The ECMAScript 2017 Language Specification – the 8th edition of the spec – was officially released at the end of June by TC39.
💁♂️ ICYWW: Should we say ES2017 or ES8?
→ Say ES2017. Back in the day ES6 was (and still is) used a lot to refer to ES2015, but one should be referring to the standard using the year references (or refer to a language feature using its name)
One of the top additions – which I’ve been using for quite a while now thanks to babel-polyfill and its included core-js – is Object.entries()
/Object.values()
, as they have rather big effect on the way I write my code.

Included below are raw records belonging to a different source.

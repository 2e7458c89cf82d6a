//! Request-scoped trace identifier for correlation across logs and errors.
//!
//! `TraceId` is a domain primitive representing a correlation identifier that
//! follows a request through the system. Clients may supply their own value
//! through the [`TRACE_ID_HEADER`]; otherwise a random UUID is generated.

use uuid::Uuid;

/// Header used to receive and echo trace identifiers.
pub const TRACE_ID_HEADER: &str = "X-Trace-ID";

const MAX_TRACE_ID_LEN: usize = 128;

/// Reasons a client-supplied trace identifier is rejected.
#[derive(Debug, Clone, PartialEq, Eq, thiserror::Error)]
pub enum TraceIdError {
    #[error("trace id must not be empty")]
    Empty,
    #[error("trace id must not exceed {MAX_TRACE_ID_LEN} characters")]
    TooLong,
    #[error("trace id must contain only visible ASCII characters")]
    InvalidCharacters,
}

/// Per-request trace identifier.
///
/// # Examples
/// ```
/// use movies::domain::TraceId;
///
/// let trace_id: TraceId = "req-42".parse().expect("valid trace id");
/// assert_eq!(trace_id.as_ref(), "req-42");
/// ```
#[derive(Debug, Clone, PartialEq, Eq, Hash)]
pub struct TraceId(String);

impl TraceId {
    /// Generate a new random trace identifier.
    #[must_use]
    #[rustfmt::skip]
    pub fn generate() -> Self { Self(Uuid::new_v4().to_string()) }

    /// Validate a caller-supplied identifier.
    pub fn new(value: impl Into<String>) -> Result<Self, TraceIdError> {
        let value = value.into();
        if value.is_empty() {
            return Err(TraceIdError::Empty);
        }
        if value.len() > MAX_TRACE_ID_LEN {
            return Err(TraceIdError::TooLong);
        }
        if !value.bytes().all(|byte| byte.is_ascii_graphic()) {
            return Err(TraceIdError::InvalidCharacters);
        }
        Ok(Self(value))
    }

    /// Adopt the inbound header value when usable, otherwise generate one.
    #[must_use]
    pub fn from_header_or_generate(header: Option<&str>) -> Self {
        header
            .and_then(|value| Self::new(value).ok())
            .unwrap_or_else(Self::generate)
    }

    /// Borrow the identifier as a string slice.
    #[must_use]
    pub fn as_str(&self) -> &str {
        &self.0
    }
}

impl AsRef<str> for TraceId {
    fn as_ref(&self) -> &str {
        &self.0
    }
}

impl std::fmt::Display for TraceId {
    fn fmt(&self, f: &mut std::fmt::Formatter<'_>) -> std::fmt::Result {
        f.write_str(&self.0)
    }
}

impl std::str::FromStr for TraceId {
    type Err = TraceIdError;

    fn from_str(s: &str) -> Result<Self, Self::Err> {
        Self::new(s)
    }
}
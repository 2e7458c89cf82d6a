//! PostgreSQL persistence adapters using Diesel ORM.
//!
//! Repository implementations only translate between Diesel rows and port
//! types. Connections come from a `bb8` pool managed through `diesel-async`.
//!
//! ```ignore
//! use movies::outbound::persistence::{DbPool, DieselMovieRepository, PoolConfig};
//!
//! let pool = DbPool::new(PoolConfig::new("postgres://localhost/movies")).await?;
//! let repo = DieselMovieRepository::new(pool);
//! ```

mod diesel_movie_repository;
mod models;
mod pool;
mod schema;

pub use diesel_movie_repository::DieselMovieRepository;
pub use pool::{DbPool, PoolConfig, PoolError};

const obj = { x: 'xxx', y: 1 };
Object.values(obj); // ['xxx', 1]
const obj = { x: 'xxx’, y: 1 };
Object.entries(obj); // [[’x’, 'xxx’], [’y’, 1]]
As it’s an array, one can easily append a .forEach(…)
to each one of these beauties to get going … And don’t forget about map/reduce/filter either 😉
Async functions is also at the top of my list of influential features:
function fetchTextByPromise() {
return new Promise(resolve => {
setTimeout(() => {
resolve("ES2017");
}, 2000);
});
}
async function sayHello() {
const externalFetchedText = await fetchTextByPromise();
console.log(`Hello, ${externalFetchedText}`); // Hello, ES2017
}
sayHello();
Furthermore some new string padding functions, Object.getOwnPropertyDescriptors(obj)
, “Trailing commas in function parameter lists and calls”, and “Shared memory and atomics” has been added.